- **WORK ITEM**
In the entries below, find every line with the string "сменой" and copy it.

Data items
=== Begin Enclosure ===

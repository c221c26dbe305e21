//! Очередь с двойной буферизацией.
//!
//! Производители всегда кладут в put-буфер, потребители читают из get-буфера.
//! Когда get-буфер пустеет, потребитель меняет буферы ролями за одну
//! критическую секцию и дальше разбирает целую партию без блокировок
//! со стороны производителей. Захват мьютекса амортизируется на партию,
//! а не оплачивается на каждом элементе.

use std::collections::VecDeque;
use std::sync::atomic::{AtomicBool, AtomicUsize, Ordering};
use std::sync::{Condvar, Mutex};

/// Ограниченная MPMC-очередь на двух буферах со сменой ролей.
///
/// В блокирующем режиме `put` ждёт, пока в put-буфере не станет меньше
/// `capacity` элементов, а `get` ждёт появления данных. В неблокирующем
/// режиме обе операции возвращаются сразу: `put` кладёт без ограничения,
/// `get` на пустой очереди возвращает `None`.
pub struct SwapQueue<T> {
    capacity: usize,
    nonblocking: AtomicBool,
    // Суммарное наполнение обоих буферов. Наблюдатели читают счетчик
    // без захвата мьютексов: спящий в смене буферов потребитель держит
    // get-мьютекс, и ждать его наблюдателям нельзя.
    pending: AtomicUsize,
    put_side: Mutex<VecDeque<T>>,
    get_side: Mutex<VecDeque<T>>,
    // Оба condvar связаны с мьютексом put-буфера.
    space_available: Condvar,
    data_available: Condvar,
}

impl<T> SwapQueue<T> {
    /// Создает пустую очередь с ёмкостью put-буфера `capacity`.
    pub fn new(capacity: usize) -> Self {
        assert!(capacity >= 1, "capacity must be at least 1");
        SwapQueue {
            capacity,
            nonblocking: AtomicBool::new(false),
            pending: AtomicUsize::new(0),
            put_side: Mutex::new(VecDeque::new()),
            get_side: Mutex::new(VecDeque::new()),
            space_available: Condvar::new(),
            data_available: Condvar::new(),
        }
    }

    /// Кладет элемент в put-буфер.
    ///
    /// В блокирующем режиме ждёт, пока put-буфер не опустится ниже ёмкости.
    /// Место освобождается только сменой буферов на стороне потребителя.
    pub fn put(&self, value: T) {
        let mut put_side = self.put_side.lock().unwrap();
        // Повторная проверка после каждого пробуждения: wait может
        // вернуться спонтанно, а режим мог смениться.
        while put_side.len() >= self.capacity && !self.nonblocking.load(Ordering::SeqCst) {
            put_side = self.space_available.wait(put_side).unwrap();
        }
        put_side.push_back(value);
        self.pending.fetch_add(1, Ordering::Relaxed);
        drop(put_side);
        self.data_available.notify_one();
    }

    /// Забирает элемент из get-буфера.
    ///
    /// Если get-буфер пуст, выполняет смену буферов и при необходимости
    /// ждёт данных. `None` возвращается только в неблокирующем режиме,
    /// когда пусты оба буфера.
    pub fn get(&self) -> Option<T> {
        let mut get_side = self.get_side.lock().unwrap();
        let value = if let Some(value) = get_side.pop_front() {
            Some(value)
        } else if self.swap_buffers(&mut get_side) > 0 {
            get_side.pop_front()
        } else {
            None
        };
        if value.is_some() {
            self.pending.fetch_sub(1, Ordering::Relaxed);
        }
        value
    }

    /// Меняет буферы ролями. Вызывается только с пустым get-буфером
    /// и только под его мьютексом.
    ///
    /// Единственное место, где захвачены оба мьютекса. Порядок захвата
    /// фиксированный: сначала get, потом put. Ждать на `data_available`
    /// может максимум один поток, остальные потребители стоят на
    /// мьютексе get-буфера.
    fn swap_buffers(&self, get_side: &mut VecDeque<T>) -> usize {
        let mut put_side = self.put_side.lock().unwrap();
        while put_side.is_empty() && !self.nonblocking.load(Ordering::SeqCst) {
            put_side = self.data_available.wait(put_side).unwrap();
        }
        let count = put_side.len();
        if count >= self.capacity {
            // Буфер был заполнен, производители могли уснуть.
            self.space_available.notify_all();
        }
        std::mem::swap(get_side, &mut *put_side);
        count
    }

    /// Переводит очередь в неблокирующий режим и будит всех ожидающих.
    ///
    /// Идемпотентна. Флаг ставится до захвата мьютекса, поэтому
    /// проснувшиеся потоки гарантированно видят новый режим.
    pub fn set_nonblocking(&self) {
        self.nonblocking.store(true, Ordering::SeqCst);
        let _put_side = self.put_side.lock().unwrap();
        self.data_available.notify_one();
        self.space_available.notify_all();
    }

    /// Возвращает очередь в блокирующий режим. Никого не будит.
    pub fn set_blocking(&self) {
        self.nonblocking.store(false, Ordering::SeqCst);
    }

    pub fn is_nonblocking(&self) -> bool {
        self.nonblocking.load(Ordering::SeqCst)
    }

    pub fn capacity(&self) -> usize {
        self.capacity
    }

    /// Суммарное число элементов в обоих буферах. Снимок на момент
    /// вызова, к моменту возврата может устареть.
    pub fn len(&self) -> usize {
        self.pending.load(Ordering::Relaxed)
    }

    pub fn is_empty(&self) -> bool {
        self.len() == 0
    }
}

=== End Enclosure ===

- **COMPLETED TASK**
/// Ограниченная MPMC-очередь на двух буферах со сменой ролей.
    /// Место освобождается только сменой буферов на стороне потребителя.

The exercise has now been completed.